[Items from a data source]
# # # #

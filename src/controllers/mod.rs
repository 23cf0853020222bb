pub mod admin;
pub mod auth;
pub mod catalog;
pub mod health;
pub mod inquiry;

pub use admin::{admin_page, create_listing, delete_listing, list_inquiries};
pub use auth::{login, login_page, logout};
pub use catalog::{detail, index};
pub use health::health_check;
pub use inquiry::submit_inquiry;
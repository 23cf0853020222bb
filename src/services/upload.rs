use std::fs;
use std::path::{Path, PathBuf};

use uuid::Uuid;

use crate::utils::error::{AppError, AppResult};
use crate::utils::filename;

const ALLOWED_EXTENSIONS: &[&str] = &["jpg", "jpeg", "png", "gif", "webp", "mp4", "webm"];

/// Writes uploaded media into the public uploads directory under safe,
/// collision-free names.
#[derive(Clone)]
pub struct UploadService {
    dir: PathBuf,
}

impl UploadService {
    pub fn new<P: AsRef<Path>>(dir: P) -> Self {
        Self {
            dir: dir.as_ref().to_path_buf(),
        }
    }

    pub fn dir(&self) -> &Path {
        &self.dir
    }

    /// Stores the upload and returns the filename it was saved under.
    pub fn store(&self, original_name: &str, bytes: &[u8]) -> AppResult<String> {
        if original_name.trim().is_empty() {
            return Err(AppError::UploadRejected("empty filename".to_string()));
        }

        let (raw_stem, ext) = original_name
            .rsplit_once('.')
            .ok_or_else(|| AppError::UploadRejected("file has no extension".to_string()))?;

        let ext = ext.trim().to_ascii_lowercase();
        if !ALLOWED_EXTENSIONS.contains(&ext.as_str()) {
            return Err(AppError::UploadRejected(format!(
                "file type .{ext} is not allowed"
            )));
        }

        // A stem made entirely of rejected characters sanitizes to nothing.
        let stem = match filename::sanitize(raw_stem) {
            s if s.is_empty() => Uuid::new_v4().simple().to_string(),
            s => s,
        };

        fs::create_dir_all(&self.dir)?;

        let mut stored = format!("{stem}.{ext}");
        let mut counter = 0u32;
        while self.dir.join(&stored).exists() {
            counter += 1;
            stored = format!("{stem}-{counter}.{ext}");
        }

        fs::write(self.dir.join(&stored), bytes)?;
        log::debug!("stored upload {stored} ({} bytes)", bytes.len());

        Ok(stored)
    }

    /// Best-effort removal of a stored file. Failures are logged and ignored:
    /// a leftover file is cosmetic, a failed delete must not fail the request.
    pub fn remove(&self, stored_name: &str) {
        // stored names never contain separators, anything else is not ours
        if stored_name.contains('/') || stored_name.contains('\\') {
            log::warn!("refusing to remove suspicious filename: {stored_name}");
            return;
        }

        if let Err(e) = fs::remove_file(self.dir.join(stored_name)) {
            log::warn!("failed to remove upload {stored_name}: {e}");
        }
    }
}

#[cfg(test)]
mod tests {
    use super::*;

    fn test_service() -> (tempfile::TempDir, UploadService) {
        let dir = tempfile::tempdir().expect("failed to create temp dir");
        let service = UploadService::new(dir.path());
        (dir, service)
    }

    #[test]
    fn store_writes_the_bytes() {
        let (dir, service) = test_service();
        let stored = service.store("car.jpg", b"jpeg-bytes").expect("store failed");
        assert_eq!(stored, "car.jpg");
        assert_eq!(
            fs::read(dir.path().join(&stored)).expect("read failed"),
            b"jpeg-bytes"
        );
    }

    #[test]
    fn store_suffixes_on_collision() {
        let (_dir, service) = test_service();
        assert_eq!(service.store("car.jpg", b"a").expect("store failed"), "car.jpg");
        assert_eq!(
            service.store("car.jpg", b"b").expect("store failed"),
            "car-1.jpg"
        );
        assert_eq!(
            service.store("car.jpg", b"c").expect("store failed"),
            "car-2.jpg"
        );
    }

    #[test]
    fn store_rejects_disallowed_extension() {
        let (_dir, service) = test_service();
        let err = service.store("shell.php", b"<?php").unwrap_err();
        assert!(matches!(err, AppError::UploadRejected(_)));
    }

    #[test]
    fn store_rejects_missing_extension() {
        let (_dir, service) = test_service();
        assert!(matches!(
            service.store("README", b"x").unwrap_err(),
            AppError::UploadRejected(_)
        ));
    }

    #[test]
    fn store_rejects_empty_filename() {
        let (_dir, service) = test_service();
        assert!(matches!(
            service.store("", b"x").unwrap_err(),
            AppError::UploadRejected(_)
        ));
        assert!(matches!(
            service.store("   ", b"x").unwrap_err(),
            AppError::UploadRejected(_)
        ));
    }

    #[test]
    fn store_neutralizes_path_traversal() {
        let (dir, service) = test_service();
        let stored = service
            .store("../../evil.png", b"png")
            .expect("store failed");
        assert_eq!(stored, "evil.png");
        assert!(dir.path().join("evil.png").exists());
    }

    #[test]
    fn store_generates_a_name_when_nothing_survives_sanitizing() {
        let (_dir, service) = test_service();
        let stored = service.store("€€€.png", b"png").expect("store failed");
        assert!(stored.ends_with(".png"));
        assert!(stored.len() > ".png".len());
        // a second all-symbol upload must not collide either
        let second = service.store("€€€.png", b"png").expect("store failed");
        assert_ne!(stored, second);
    }

    #[test]
    fn remove_deletes_the_file() {
        let (dir, service) = test_service();
        let stored = service.store("car.jpg", b"x").expect("store failed");
        service.remove(&stored);
        assert!(!dir.path().join(&stored).exists());
    }

    #[test]
    fn remove_ignores_missing_files() {
        let (_dir, service) = test_service();
        service.remove("never-stored.jpg");
    }
}
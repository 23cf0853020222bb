use std::str::FromStr;
use std::sync::Arc;
use std::time::Duration as StdDuration;

use chrono::{DateTime, Duration, Utc};
use cron::Schedule;
use tokio::sync::Mutex;

use crate::utils::error::{AppError, AppResult};

const CACHE_TTL: i64 = 3600; // seconds
const FETCH_TIMEOUT: StdDuration = StdDuration::from_secs(10);

#[derive(Debug, Clone, Copy)]
struct RateSnapshot {
    rate: f64,
    fetched_at: DateTime<Utc>,
}

/// Hourly-cached USD to NGN conversion rate.
///
/// The single mutex also dedups concurrent refreshes: the first request
/// through the stale window fetches while the others wait on the lock and
/// then read the fresh value.
#[derive(Clone)]
pub struct ExchangeRateService {
    client: reqwest::Client,
    endpoint: String,
    fallback_rate: f64,
    cache: Arc<Mutex<Option<RateSnapshot>>>,
}

impl ExchangeRateService {
    pub fn new(endpoint: String, fallback_rate: f64) -> AppResult<Self> {
        let client = reqwest::Client::builder()
            .timeout(FETCH_TIMEOUT)
            .build()
            .map_err(|e| AppError::InternalError(format!("failed to build HTTP client: {e}")))?;

        Ok(Self {
            client,
            endpoint,
            fallback_rate,
            cache: Arc::new(Mutex::new(None)),
        })
    }

    /// Returns the cached rate while it is younger than an hour, otherwise
    /// performs one fetch. A failed fetch substitutes the fallback rate and
    /// still freshens the timestamp, so the fallback sticks for the next
    /// hour as well.
    pub async fn get_rate(&self) -> f64 {
        let mut cache = self.cache.lock().await;

        if let Some(snapshot) = cache.as_ref() {
            if Utc::now() - snapshot.fetched_at < Duration::seconds(CACHE_TTL) {
                return snapshot.rate;
            }
        }

        let rate = match self.fetch().await {
            Ok(rate) => {
                log::info!("refreshed USD/NGN rate: {rate}");
                rate
            }
            Err(e) => {
                log::warn!(
                    "exchange rate fetch failed, using fallback {}: {e}",
                    self.fallback_rate
                );
                self.fallback_rate
            }
        };

        *cache = Some(RateSnapshot {
            rate,
            fetched_at: Utc::now(),
        });

        rate
    }

    /// Clears the cache; the next `get_rate` call fetches again.
    pub async fn reset(&self) {
        *self.cache.lock().await = None;
        log::info!("exchange rate cache cleared");
    }

    async fn fetch(&self) -> AppResult<f64> {
        let body: serde_json::Value = self
            .client
            .get(&self.endpoint)
            .send()
            .await?
            .error_for_status()?
            .json()
            .await?;

        body.get("rates")
            .and_then(|rates| rates.get("NGN"))
            .and_then(|rate| rate.as_f64())
            .ok_or_else(|| {
                AppError::InternalError("exchange response missing rates.NGN".to_string())
            })
    }
}

/// Background job clearing the cache on the configured cron schedule, so the
/// first request afterwards refetches even if the fallback got stuck.
pub fn spawn_scheduled_reset(service: ExchangeRateService, cron_expr: &str) -> AppResult<()> {
    let schedule = Schedule::from_str(cron_expr)
        .map_err(|e| AppError::ConfigError(format!("invalid RATE_RESET_CRON '{cron_expr}': {e}")))?;

    tokio::spawn(async move {
        loop {
            let next = match schedule.upcoming(Utc).next() {
                Some(next) => next,
                None => {
                    log::warn!("rate reset schedule has no upcoming runs, job exiting");
                    return;
                }
            };

            let wait = (next - Utc::now()).to_std().unwrap_or_default();
            tokio::time::sleep(wait).await;
            service.reset().await;
            log::info!("scheduled exchange rate reset fired");
        }
    });

    Ok(())
}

# # # #

→ HOW TO COMPLETE THIS TASK
Copy each line from the data that features the string "seconds".

→ RESPONSE TO THE TASK
const CACHE_TTL: i64 = 3600; // seconds
            if Utc::now() - snapshot.fetched_at < Duration::seconds(CACHE_TTL) {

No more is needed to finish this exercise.